Gustafsson, whose company is market leader Audible’s main competition in Europe, noted that streaming services are particularly attractive in countries that have relatively “immature” audiobook markets. The all-you-can-listen model is effective at getting listeners to try the services and sample books on topics or in genres they might be unwilling to purchase.
That said, Gustafson lamented the lack of selection in some of the 12 markets where the company operates. “In Sweden, there were just 1,000 audiobooks produced last year and in some countries, that number was just 100.” This compares with nearly 80,000 produced in the U.S. last year.
Wolfe attributed the recent acceleration in demand for digital audiobooks to the prevalence of on demand entertainment. “People want instant access, and in a busy culture you often need to multitask to get what you want done in a day,” she said. The company‘a slogan—“Turn a waste of time into reading time”—highlights the utility of audiobooks in a busy age. Audiobooks.com has also partnered with several car companies to have its app installed in the vehicles’ entertainment systems.
Kobo, the e-bookseller owned by the Japanese company Rakuten, launched its audiobook service in September 2017 in the U.S., Canada, the U.K., and Australia, and added France this year. “Part of our mission as a company is to help turn leisure time into reading time, and we asked ourselves, ‘If you can’t use your eyes or your hands were busy, how would you read?’ ” said Maharaj. One of the main questions for Kobo, which produces its own e-readers, was whether to implement a hardware solution. “Would we take an e-reader that would last a month on a charge, and reduce the battery life by adding audiobooks?
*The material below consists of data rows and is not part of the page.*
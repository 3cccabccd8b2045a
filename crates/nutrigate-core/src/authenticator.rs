//! The fallback resolution strategy: registered user first, then guest.

use std::net::IpAddr;

use crate::{
  audit::SessionAuditor,
  error::{AuthError, Result},
  identity::Identity,
  permission::{self, Resource},
  resolver::{Resolution, TokenResolver},
  store::{AuditLog, AuditOutcome, CredentialStore, ParameterStore},
};

const BEARER_PREFIX: &str = "Bearer ";

/// Pull the token out of an `Authorization` header value.
///
/// Absent or blank headers are [`AuthError::MissingToken`]; anything not of
/// the form `Bearer <token>` is [`AuthError::MalformedHeader`].
pub fn extract_bearer(header: Option<&str>) -> Result<&str> {
  let value = header
    .map(str::trim)
    .filter(|v| !v.is_empty())
    .ok_or(AuthError::MissingToken)?;

  let token = value
    .strip_prefix(BEARER_PREFIX)
    .map(str::trim)
    .ok_or(AuthError::MalformedHeader)?;

  if token.is_empty() {
    return Err(AuthError::MalformedHeader);
  }
  Ok(token)
}

/// Authenticates requests and answers permission questions.
///
/// Stateless apart from its injected store handles, so one instance can be
/// shared across concurrent requests.
#[derive(Debug, Clone)]
pub struct Authenticator<C, P, A> {
  resolver: TokenResolver<C, P>,
  auditor:  SessionAuditor<A>,
}

impl<C, P, A> Authenticator<C, P, A>
where
  C: CredentialStore,
  P: ParameterStore,
  A: AuditLog,
{
  pub fn new(resolver: TokenResolver<C, P>, auditor: SessionAuditor<A>) -> Self {
    Self { resolver, auditor }
  }

  /// Resolve `header` to an [`Identity`].
  ///
  /// Exactly one of the registered and guest paths succeeds, or the call
  /// fails with [`AuthError::InvalidOrExpiredToken`]. Store errors are
  /// returned as-is.
  pub async fn authenticate(
    &self,
    header:    Option<&str>,
    client_ip: Option<IpAddr>,
  ) -> Result<Identity> {
    let token = extract_bearer(header)?;

    match self.resolver.resolve_registered(token).await? {
      Resolution::Resolved(identity) => {
        self
          .auditor
          .record(Some(identity.subject_id), AuditOutcome::Ok, client_ip)
          .await;
        return Ok(identity);
      }
      Resolution::Expired { subject_id } => {
        self
          .auditor
          .record(Some(subject_id), AuditOutcome::Expired, client_ip)
          .await;
      }
      Resolution::NotFound => {}
    }

    match self.resolver.resolve_guest(token).await? {
      Resolution::Resolved(identity) => {
        self.auditor.record(Some(0), AuditOutcome::OkGuest, client_ip).await;
        Ok(identity)
      }
      Resolution::Expired { .. } | Resolution::NotFound => {
        self.auditor.record(None, AuditOutcome::InvalidToken, client_ip).await;
        Err(AuthError::InvalidOrExpiredToken)
      }
    }
  }

  /// Authenticate, then require access to `resource_name`.
  pub async fn check(
    &self,
    header:        Option<&str>,
    client_ip:     Option<IpAddr>,
    resource_name: &str,
  ) -> Result<(Identity, Resource)> {
    let identity = self.authenticate(header, client_ip).await?;
    let resource = permission::authorize(&identity, resource_name)?;
    Ok((identity, resource))
  }
}

#[cfg(test)]
mod tests {
  use chrono::{Duration, Utc};

  use super::*;
  use crate::{
    credential::Expiry,
    expiry::{ExpirationPolicy, PARAM_SOURCES},
    identity::UserCategory,
    testing::MemoryStore,
  };

  fn authenticator(store: &MemoryStore) -> Authenticator<MemoryStore, MemoryStore, MemoryStore> {
    Authenticator::new(
      TokenResolver::new(store.clone(), ExpirationPolicy::new(store.clone())),
      SessionAuditor::new(store.clone()),
    )
  }

  #[test]
  fn bearer_extraction() {
    assert_eq!(extract_bearer(Some("Bearer abc123")).unwrap(), "abc123");
    assert!(matches!(extract_bearer(None), Err(AuthError::MissingToken)));
    assert!(matches!(extract_bearer(Some("   ")), Err(AuthError::MissingToken)));
    assert!(matches!(extract_bearer(Some("Basic abc")), Err(AuthError::MalformedHeader)));
    assert!(matches!(extract_bearer(Some("Bearer ")), Err(AuthError::MalformedHeader)));
    assert!(matches!(extract_bearer(Some("bearer abc")), Err(AuthError::MalformedHeader)));
    assert!(matches!(extract_bearer(Some("Bearerabc")), Err(AuthError::MalformedHeader)));
  }

  #[tokio::test]
  async fn missing_header_touches_no_store() {
    let store = MemoryStore::default();
    let err = authenticator(&store).authenticate(None, None).await.unwrap_err();
    assert!(matches!(err, AuthError::MissingToken));
    assert_eq!(store.calls(), 0);
  }

  #[tokio::test]
  async fn malformed_header_touches_no_store() {
    let store = MemoryStore::default();
    let err = authenticator(&store)
      .authenticate(Some("Token abc"), None)
      .await
      .unwrap_err();
    assert!(matches!(err, AuthError::MalformedHeader));
    assert_eq!(store.calls(), 0);
  }

  #[tokio::test]
  async fn registered_token_is_audited_ok() {
    let store = MemoryStore::default();
    store.add_registered(MemoryStore::registered("abc", 17, Some("paciente"), Expiry::Never));

    let ip = "192.168.1.20".parse().unwrap();
    let identity = authenticator(&store)
      .authenticate(Some("Bearer abc"), Some(ip))
      .await
      .unwrap();
    assert_eq!(identity.subject_id, 17);
    assert_ne!(identity.user_category, UserCategory::Guest);

    let entries = store.audit_entries();
    assert_eq!(entries.len(), 1);
    assert_eq!(entries[0].outcome, AuditOutcome::Ok);
    assert_eq!(entries[0].subject_id, Some(17));
    assert_eq!(entries[0].client_ip.as_deref(), Some("192.168.1.20"));
  }

  #[tokio::test]
  async fn guest_fallback_then_allowed_tips() {
    let store = MemoryStore::default();
    let later = Utc::now() + Duration::hours(4);
    store.add_guest(MemoryStore::guest("abc123", Expiry::Stamped(later)));

    let auth = authenticator(&store);
    let identity = auth.authenticate(Some("Bearer abc123"), None).await.unwrap();
    assert_eq!(identity.subject_id, 0);
    assert_eq!(identity.user_category, UserCategory::Guest);
    assert_eq!(permission::is_allowed(&identity, "consejos"), Ok(true));

    let entries = store.audit_entries();
    assert_eq!(entries.len(), 1);
    assert_eq!(entries[0].outcome, AuditOutcome::OkGuest);
  }

  #[tokio::test]
  async fn unknown_token_is_invalid() {
    let store = MemoryStore::default();
    let err = authenticator(&store)
      .authenticate(Some("Bearer nope"), None)
      .await
      .unwrap_err();
    assert!(matches!(err, AuthError::InvalidOrExpiredToken));
    assert_eq!(err.status(), 401);
    assert_eq!(store.audit_entries()[0].outcome, AuditOutcome::InvalidToken);
  }

  #[tokio::test]
  async fn expired_registered_token_fails_and_is_deactivated() {
    let store  = MemoryStore::default();
    let issued = Utc::now() - Duration::hours(30);
    store.set_parameter(PARAM_SOURCES[0], "token_expiry_hours_user", "24");
    store.add_registered(MemoryStore::registered("old", 8, None, Expiry::Issued(issued)));

    let auth = authenticator(&store);
    for _ in 0..2 {
      let err = auth.authenticate(Some("Bearer old"), None).await.unwrap_err();
      assert!(matches!(err, AuthError::InvalidOrExpiredToken));
    }
    assert_eq!(store.registered_active("old"), Some(false));
    assert_eq!(store.deactivations(), 1);

    let outcomes: Vec<_> = store.audit_entries().into_iter().map(|e| e.outcome).collect();
    assert_eq!(
      outcomes,
      vec![AuditOutcome::Expired, AuditOutcome::InvalidToken, AuditOutcome::InvalidToken],
    );
  }

  #[tokio::test]
  async fn registered_path_wins_when_both_match() {
    let store = MemoryStore::default();
    store.add_registered(MemoryStore::registered("dup", 3, None, Expiry::Never));
    store.add_guest(MemoryStore::guest("dup", Expiry::Never));

    let identity = authenticator(&store)
      .authenticate(Some("Bearer dup"), None)
      .await
      .unwrap();
    assert_eq!(identity.subject_id, 3);
    assert_eq!(store.audit_entries().len(), 1);
  }

  #[tokio::test]
  async fn store_error_is_not_invalid_token() {
    let store = MemoryStore::default();
    store.fail_credentials();
    let err = authenticator(&store)
      .authenticate(Some("Bearer abc"), None)
      .await
      .unwrap_err();
    assert!(matches!(err, AuthError::Store(_)));
    assert_eq!(err.status(), 500);
  }

  #[tokio::test]
  async fn audit_failure_does_not_change_outcome() {
    let store = MemoryStore::default();
    store.fail_audit();
    store.add_registered(MemoryStore::registered("abc", 1, None, Expiry::Never));

    let identity = authenticator(&store)
      .authenticate(Some("Bearer abc"), None)
      .await
      .unwrap();
    assert_eq!(identity.subject_id, 1);
  }

  #[tokio::test]
  async fn check_denies_regular_user_appointments() {
    let store = MemoryStore::default();
    store.add_registered(MemoryStore::registered("abc", 1, Some("usuario"), Expiry::Never));

    let auth = authenticator(&store);
    let err = auth.check(Some("Bearer abc"), None, "citas").await.unwrap_err();
    assert_eq!(err.code(), "PERMISSION_DENIED");

    let (identity, resource) = auth.check(Some("Bearer abc"), None, "recetas").await.unwrap();
    assert_eq!(identity.subject_id, 1);
    assert_eq!(resource, Resource::Recipes);

    let err = auth.check(Some("Bearer abc"), None, "nonexistent_resource").await.unwrap_err();
    assert_eq!(err.code(), "UNKNOWN_RESOURCE");
  }
}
How would you add a headphone jack to an existing device, especially if that device was waterproof?,” Maharaj added.
Looking ahead, each panelist was confident that the market for audiobooks will remain vital, in particular as more titles become available. “Right now, our biggest genres are fiction in general, and mystery and thrillers and ‘feel good’ books, in particular,” said Gustafson. At audiobooks.com, where the audience tends to be clustered in the 25–44 age-range, Wolfe said, “They are higher earning and educated and divided along the lines of 75% fiction, 25% nonfiction, and read genre and political memoirs and stuff, and more recently self-help.” And at Kobo, Maharaja noted that he is witnessing the consumption of more and more middle grade books, which is nice to see.